*Prompt*:
Provide an exact copy of the lines from the beginning of the records through the line that includes "read as an id", and of no others.

[Collected data]
----------
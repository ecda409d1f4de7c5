//! CSS and SCSS grammars

use crate::error::Result;
use crate::syntax::language::Grammar;
use crate::syntax::rules::{MultilineRule, PatternRule};
use crate::syntax::Face;

/// Create the CSS grammar
pub fn css_grammar() -> Result<Grammar> {
    let mut grammar = Grammar::new("CSS");
    add_common_rules(&mut grammar)?;
    Ok(grammar)
}

/// Create the SCSS grammar (CSS plus line comments, variables and mixins)
pub fn scss_grammar() -> Result<Grammar> {
    let mut grammar = Grammar::new("SCSS");
    add_common_rules(&mut grammar)?;

    grammar.add_pattern(PatternRule::new("line_comment", r"//.*$", Face::Comment, 100)?);
    grammar.add_pattern(PatternRule::new("variable", r"\$[A-Za-z_][\w-]*", Face::Variable, 88)?);
    grammar.add_pattern(PatternRule::new(
        "control",
        r"@(?:mixin|include|extend|use|forward|if|else|each|for|while|function|return)\b",
        Face::Keyword,
        87,
    )?);

    Ok(grammar)
}

fn add_common_rules(grammar: &mut Grammar) -> Result<()> {
    // Block comments
    grammar.add_multiline(MultilineRule::new("block_comment", r"/\*", r"\*/", Face::Comment, 1)?);

    // Strings
    grammar.add_pattern(PatternRule::new(
        "string",
        r#""(?:[^"\\]|\\.)*"|'(?:[^'\\]|\\.)*'"#,
        Face::String,
        90,
    )?);

    // Hex colors before selectors so `#fff` is not read as an id
    grammar.add_pattern(PatternRule::new("hex_color", r"#[0-9a-fA-F]{3,8}\b", Face::Number, 85)?);

    // At-rules
    grammar.add_pattern(PatternRule::new(
        "at_rule",
        r"@(?:media|import|keyframes|font-face|supports|charset|layer|container)\b",
        Face::Keyword,
        84,
    )?);

    // Property names
    grammar.add_pattern(PatternRule::new("property", r"\b-{0,2}[a-z][a-z0-9-]*\s*:", Face::Property, 80)?);

    // Svelte's :global() escape hatch and other pseudo-classes
    grammar.add_pattern(PatternRule::new("pseudo", r"::?[a-z][a-z-]*", Face::Keyword, 75)?);

    // Class and id selectors
    grammar.add_pattern(PatternRule::new("selector", r"[.#][A-Za-z_-][\w-]*", Face::Selector, 70)?);

    // Element selector lists opening a rule block
    grammar.add_pattern(PatternRule::new(
        "element_selector",
        r"^\s*[a-z][a-z0-9]*(?:\s*,\s*[a-z][a-z0-9]*)*\s*\{",
        Face::Selector,
        69,
    )?);

    // Functions
    grammar.add_pattern(PatternRule::new("function", r"\b[a-z-]+\(", Face::Function, 66)?);

    // Dimensions and numbers
    grammar.add_pattern(PatternRule::new(
        "number",
        r"-?\b\d+(?:\.\d+)?(?:px|em|rem|vh|vw|%|s|ms|deg|fr)?",
        Face::Number,
        65,
    )?);

    // Importance
    grammar.add_pattern(PatternRule::new("important", r"!important\b", Face::Keyword, 60)?);

    Ok(())
}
----------
*Worked solution*:
repository ecda409d1f4de7c5
//! CSS and SCSS grammars

use crate::error::Result;
use crate::syntax::language::Grammar;
use crate::syntax::rules::{MultilineRule, PatternRule};
use crate::syntax::Face;

/// Create the CSS grammar
pub fn css_grammar() -> Result<Grammar> {
    let mut grammar = Grammar::new("CSS");
    add_common_rules(&mut grammar)?;
    Ok(grammar)
}

/// Create the SCSS grammar (CSS plus line comments, variables and mixins)
pub fn scss_grammar() -> Result<Grammar> {
    let mut grammar = Grammar::new("SCSS");
    add_common_rules(&mut grammar)?;

    grammar.add_pattern(PatternRule::new("line_comment", r"//.*$", Face::Comment, 100)?);
    grammar.add_pattern(PatternRule::new("variable", r"\$[A-Za-z_][\w-]*", Face::Variable, 88)?);
    grammar.add_pattern(PatternRule::new(
        "control",
        r"@(?:mixin|include|extend|use|forward|if|else|each|for|while|function|return)\b",
        Face::Keyword,
        87,
    )?);

    Ok(grammar)
}

fn add_common_rules(grammar: &mut Grammar) -> Result<()> {
    // Block comments
    grammar.add_multiline(MultilineRule::new("block_comment", r"/\*", r"\*/", Face::Comment, 1)?);

    // Strings
    grammar.add_pattern(PatternRule::new(
        "string",
        r#""(?:[^"\\]|\\.)*"|'(?:[^'\\]|\\.)*'"#,
        Face::String,
        90,
    )?);

    // Hex colors before selectors so `#fff` is not read as an id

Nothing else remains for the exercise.